Two ways supervision can harm: moral injury and vicarious trauma#

Most BCBA supervision training talks about feedback, fieldwork hours, and procedural integrity. It does not talk about the two things that quietly hurt staff the most. The first is moral injury. That is what happens when you ask a supervisee to run a procedure that feels wrong to them in their body, often because that same procedure was used on them as a child. The second is vicarious trauma. That is what happens when a supervisee hears the client's history, sees the client get hurt, and starts carrying it home.

Moral injury... have you ever been in a situation where you were asked to do something you absolutely felt in your bones that you detested and felt like it was going against what you had been taught... That is perhaps what some of my supervisees go through when they're having to implement a procedure that was used on them. From the talk — the panel

Both are real. Both change how a supervisee shows up. If you only watch for missed sessions and late notes, you will miss them.
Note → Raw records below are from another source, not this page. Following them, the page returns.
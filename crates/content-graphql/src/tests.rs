use content_schema::{
    partitioning::{LanguageSet, Partitioning},
    schema_definition::{Field, FieldType, FieldWalker, SchemaDefinition, SchemaProperties},
};
use query_registry::{
    resolvers::{Resolver, Transformer},
    MetaType, ObjectType, Registry,
};
use serde_json::json;

use super::*;

fn blog_schema() -> SchemaDefinition {
    let mut schema = SchemaDefinition::new("blog_post").with_properties(SchemaProperties {
        label: Some("Blog Post".to_string()),
        ..Default::default()
    });

    schema.push_field(
        Field::new("title", FieldType::String)
            .with_partitioning(Partitioning::Language)
            .with_hints("The headline shown in listings."),
    );
    schema.push_field(Field::new("slug", FieldType::String));
    schema.push_field(Field::new("published_at", FieldType::DateTime).with_label("Published at"));
    schema.push_field(Field::new("internal_notes", FieldType::String).hidden());
    schema.push_field(Field::new("metadata", FieldType::Json));

    schema
}

fn render(schema: &SchemaDefinition) -> Registry {
    let languages = LanguageSet::new(["en", "de"]);

    project(schema, &ScalarTypeResolver, &languages)
}

fn object<'a>(registry: &'a Registry, name: &str) -> &'a ObjectType {
    registry
        .lookup_type(name)
        .and_then(MetaType::object)
        .expect("object type not registered")
}

#[test]
fn data_type_is_named_after_the_schema() {
    let registry = render(&blog_schema());

    assert_eq!(registry.root_type, "BlogPostDataDto");

    let root = object(&registry, "BlogPostDataDto");
    assert_eq!(
        root.description.as_deref(),
        Some("The structure of a Blog Post content type.")
    );
}

#[test]
fn data_fields_follow_declaration_order_with_client_names() {
    let registry = render(&blog_schema());
    let root = object(&registry, "BlogPostDataDto");

    let names: Vec<_> = root.fields.keys().collect();
    assert_eq!(names, vec!["title", "slug", "publishedAt"]);
}

#[test]
fn hidden_fields_are_not_rendered() {
    let registry = render(&blog_schema());
    let root = object(&registry, "BlogPostDataDto");

    assert!(root.field_by_name("internalNotes").is_none());
    assert!(registry.lookup_type("BlogPostDataInternalNotesDto").is_none());
}

#[test]
fn fields_without_a_leaf_type_are_left_out_entirely() {
    let registry = render(&blog_schema());
    let root = object(&registry, "BlogPostDataDto");

    assert!(root.field_by_name("metadata").is_none());
    assert!(registry.lookup_type("BlogPostDataMetadataDto").is_none());
}

#[test]
fn partition_entries_follow_the_configured_language_order() {
    let registry = render(&blog_schema());

    let title = object(&registry, "BlogPostDataTitleDto");
    let keys: Vec<_> = title.fields.keys().collect();
    assert_eq!(keys, vec!["en", "de"]);

    let slug = object(&registry, "BlogPostDataSlugDto");
    let keys: Vec<_> = slug.fields.keys().collect();
    assert_eq!(keys, vec!["iv"]);
}

#[test]
fn partition_entries_share_the_leaf_type_and_resolver() {
    let registry = render(&blog_schema());
    let title = object(&registry, "BlogPostDataTitleDto");

    for entry in title.fields.values() {
        assert_eq!(entry.ty.as_str(), "String");
        assert!(matches!(
            &entry.resolver,
            Resolver::Transformer(Transformer::Select { key }) if key == "title"
        ));
        assert_eq!(entry.description.as_deref(), Some("The headline shown in listings."));
    }
}

#[test]
fn descriptions_fall_back_from_label_to_name() {
    let registry = render(&blog_schema());

    let slug = object(&registry, "BlogPostDataSlugDto");
    assert_eq!(
        slug.description.as_deref(),
        Some("The structure of the slug of a Blog Post content type.")
    );

    let published_at = object(&registry, "BlogPostDataPublishedAtDto");
    assert_eq!(
        published_at.description.as_deref(),
        Some("The structure of the Published at of a Blog Post content type.")
    );
}

#[test]
fn data_fields_select_the_stored_field_value() {
    let registry = render(&blog_schema());
    let root = object(&registry, "BlogPostDataDto");

    let title = root.field_by_name("title").unwrap();
    assert_eq!(title.ty.as_str(), "BlogPostDataTitleDto");

    let record = json!({
        "title": { "en": "Hello", "de": "Hallo" },
        "slug": { "iv": "hello" },
    });

    assert_eq!(
        title.resolver.resolve(record),
        json!({ "en": "Hello", "de": "Hallo" })
    );
}

#[test]
fn leaf_scalars_are_registered_once() {
    let mut schema = SchemaDefinition::new("product");
    schema.push_field(Field::new("name", FieldType::String));
    schema.push_field(Field::new("description", FieldType::String));
    schema.push_field(Field::new("price", FieldType::Number));
    schema.push_field(Field::new("keywords", FieldType::Tags));

    let registry = render(&schema);

    assert!(matches!(registry.lookup_type("String"), Some(MetaType::Scalar(_))));
    assert!(matches!(registry.lookup_type("Float"), Some(MetaType::Scalar(_))));

    let keywords = object(&registry, "ProductDataKeywordsDto");
    assert_eq!(keywords.field_by_name("iv").unwrap().ty.as_str(), "[String]");
}

#[test]
fn a_schema_without_fields_renders_an_empty_data_type() {
    let schema = SchemaDefinition::new("empty");
    let registry = render(&schema);

    let root = object(&registry, "EmptyDataDto");
    assert!(root.fields.is_empty());
    assert_eq!(
        root.description.as_deref(),
        Some("The structure of a empty content type.")
    );
}

#[test]
fn a_resolver_without_leaf_types_renders_only_the_data_type() {
    struct Unresolved;

    impl TypeResolver for Unresolved {
        fn resolve_field(&self, _field: FieldWalker<'_>) -> FieldTypeResolution {
            FieldTypeResolution::unresolved()
        }
    }

    let schema = blog_schema();
    let languages = LanguageSet::new(["en", "de"]);
    let registry = project(&schema, &Unresolved, &languages);

    assert_eq!(registry.types.len(), 1);
    assert!(object(&registry, "BlogPostDataDto").fields.is_empty());
}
What moral injury sounds like in a supervisee#

Moral injury rarely shows up as a clean sentence like "this hurts me." It shows up as resistance you cannot quite explain. The RBT asks a lot of clarifying questions on one specific procedure. The BCBA trainee pushes the start date back. Someone says the protocol "feels off" but cannot say why. Someone refuses to run escape extinction with a kid who reminds them of themselves.
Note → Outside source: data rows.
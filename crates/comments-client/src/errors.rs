use reqwest::StatusCode;
use thiserror::Error;

/// Failures of the comment operations, tagged with the fixed description
/// callers display.
#[derive(Error, Debug)]
pub enum ApiError {
    /// returned if the comments of a thread could not be loaded
    #[error("Failed to load comments.")]
    LoadComments(#[source] RequestError),

    /// returned if a comment could not be created
    #[error("Failed to create comment.")]
    CreateComment(#[source] RequestError),

    /// returned if a comment could not be updated
    #[error("Failed to update comment.")]
    UpdateComment(#[source] RequestError),

    /// returned if a comment could not be deleted
    #[error("Failed to delete comment.")]
    DeleteComment(#[source] RequestError),
}

#[derive(Error, Debug)]
pub enum RequestError {
    /// returned if a request could not be completed or its body not decoded
    #[error("could not complete a request: {0}")]
    Request(#[from] reqwest::Error),

    /// returned if the server answered with a status we do not handle
    #[error("received an unexpected status from the server: {0}")]
    UnexpectedStatus(StatusCode),
}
What to listen for in supervision:

  • Repeated, narrow pushback on one procedure (not the whole case).
  • A flat affect, or tears, after a specific session type.
  • "I know I'm supposed to, but I can't."
  • A request to swap clients without a clear reason.
  • Quiet quitting on one case while the rest of their work stays solid.

When you hear it, do not lead with the protocol. Lead with the person. Ask if the procedure is sitting wrong for them. Tell them they do not have to disclose why. Then either adjust the procedure or reassign the case. The cost of moving a case is small. The cost of forcing a supervisee through moral injury is staff turnover and, eventually, harm to the client.

Coercion you might not notice in your own supervision#

This is the part most supervisors miss. The supervisor-supervisee relationship is a power imbalance by design. You sign their hours. You write their evaluation. You can fail them. That power, used carelessly, becomes coercion. And coercion does measurable damage.

Effects of coercion are awful. Somebody's experiencing arousal, emotional responding, biological changes, long-term physical outcomes. Your repertoires of behavior are being restricted and they become more and more inflexible. From the talk — the panel

Coercion in supervision often looks like: "If you do not log these hours by Friday, I cannot sign them." "Everyone runs this procedure, you are the only one with a problem." Or the quieter version, the long silence after a supervisee disagrees with you. None of that is feedback. That is pressure used to override someone's no.

Watch out for coercion that you don't notice, power imbalances that feel unsafe, and therefore you're violating the trauma sensitivity principles of ensuring safety and trust first. From the talk — the panel

A simple supervisor check: in your last three meetings, did your supervisee ever say no, push back, or change your mind? If the answer is no on all three, the relationship is not safe. It is compliant. Those are not the same thing.

Screening staff with TIPS and BIPS (the staff version)#

Most BCBAs have heard of TIPS and BIPS as a client intake screening tool. The panel pointed out a version many people miss: there is a staff version. You can hand it to your RBTs and trainees, not to dig into their childhood, but to ask, in a low-stakes way, how they are doing right now.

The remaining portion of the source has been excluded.